Der Fußgängerverband "Fuss e.V." fordert höhere Strafen für das Radfahren auf Gehwegen, da zunehmend Radfahrer dort unterwegs sind, und appelliert an mehr Rücksichtnahme sowie verstärkte Kontrollen.

Was war der Auslöser für den Vorfall?

  • Zunahme des Radverkehrs im Frühjahr
  • Radfahrer betätigen sich vermehrt auf Gehwegen
  • Konfrontation von Fußgängern und Radfahrern
  • Wunsch nach sichereren Gehwegen für Fußgänger
  • Verbot des Radfahrens auf Gehwegen
  • Mangelnde Kontrollen und Bußgelder für die Regelverletzung
  • Vergleich mit anderen Ländern (z.B. Frankreich) hinsichtlich der Strafen

Wie hat die Öffentlichkeit oder Politik reagiert?

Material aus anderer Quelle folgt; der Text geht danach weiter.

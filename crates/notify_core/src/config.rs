use std::time::Duration;

use notify_domain::notifications::{IconId, Importance, NotificationChannel};
use tracing::warn;

#[derive(Clone, Debug)]
pub struct SchedulerConfig {
    pub package_name: String,
    pub channel_name: String,
    pub channel_importance: Importance,
    /// Icon chosen by the application. Falls back to `default_icon` when unset.
    pub small_icon: IconId,
    pub default_icon: IconId,
    /// Payload position holding the large-icon URL.
    pub image_slot: usize,
    pub icon_fetch_timeout: Duration,
    pub delete_label: String,
    pub edit_label: String,
}

impl SchedulerConfig {
    pub fn from_env() -> Self {
        let mut config = Self::default();
        if let Ok(name) = std::env::var("NOTIFY_PACKAGE_NAME") {
            let name = name.trim();
            if !name.is_empty() {
                config.package_name = name.to_string();
            }
        }
        if let Some(id) = parse_var::<i32>("NOTIFY_SMALL_ICON_ID") {
            config.small_icon = IconId(id);
        }
        if let Some(id) = parse_var::<i32>("NOTIFY_DEFAULT_ICON_ID") {
            config.default_icon = IconId(id);
        }
        if let Some(slot) = parse_var::<usize>("NOTIFY_IMAGE_SLOT") {
            config.image_slot = slot;
        }
        if let Some(millis) = parse_var::<u64>("NOTIFY_ICON_TIMEOUT_MS") {
            if millis > 0 {
                config.icon_fetch_timeout = Duration::from_millis(millis);
            }
        }
        if let Ok(label) = std::env::var("NOTIFY_DELETE_LABEL") {
            config.delete_label = label;
        }
        if let Ok(label) = std::env::var("NOTIFY_EDIT_LABEL") {
            config.edit_label = label;
        }
        config
    }

    pub fn channel(&self) -> NotificationChannel {
        NotificationChannel {
            id: format!("{}.general", self.package_name),
            name: self.channel_name.clone(),
            importance: self.channel_importance,
        }
    }

    pub fn effective_small_icon(&self) -> IconId {
        if self.small_icon.is_set() {
            self.small_icon
        } else {
            self.default_icon
        }
    }
}

impl Default for SchedulerConfig {
    fn default() -> Self {
        Self {
            package_name: "local.notifications".to_string(),
            channel_name: "General".to_string(),
            channel_importance: Importance::Default,
            small_icon: IconId(0),
            default_icon: IconId(1),
            image_slot: 4,
            icon_fetch_timeout: Duration::from_secs(10),
            delete_label: "Delete".to_string(),
            edit_label: "Edit".to_string(),
        }
    }
}

fn parse_var<T: std::str::FromStr>(key: &str) -> Option<T> {
    let raw = std::env::var(key).ok()?;
    match raw.trim().parse::<T>() {
        Ok(value) => Some(value),
        Err(_) => {
            warn!(key, value = %raw, "ignoring unparsable setting");
            None
        }
    }
}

  • Fußgängerverband "Fuss e.V." fordert höhere Strafen für Radfahren auf Gehwegen
  • Vorstand Roland Stimpel äußert gemischte Gefühle über den Radboom im Frühling
  • Positive Sicht auf Radfahrer auf Fahrbahn oder Radweg
  • Zunahme von Radfahrern auf Gehwegen und Spazierpfaden wird kritisiert
  • Appell an Radfahrer, Gehwege zu meiden
  • Fahren auf Gehwegen meist verboten
  • Stimpel betont, dass Autoverkehr keine Ausrede für Gehwegfahren ist
  • Forderung nach mehr Kontrollen und höheren Bußgeldern für rücksichtsloses Verhalten
  • Vergleich zu Frankreich, wo Gehwegfahren hohe Strafen nach sich zieht

Welche Konsequenzen werden genannt?

  • Forderung nach höheren Strafen für das Radfahren auf Gehwegen
  • Appell an Radfahrer, Gehwege zu meiden
  • Notwendigkeit von mehr Kontrollen für rücksichtslose Radfahrer
  • Vorschlag hoher Bußgelder als Konsequenz
  • Erwähnung von hohen Strafen in Frankreich als Beispiel

Gibt es bereits eine Stellungnahme?

Ja, im Artikel wird eine Stellungnahme des Vorstands Roland Stimpel des Fußgängerverbandes "Fuss e.V." zitiert, der höhere Strafen für das Radfahren auf Gehwegen fordert.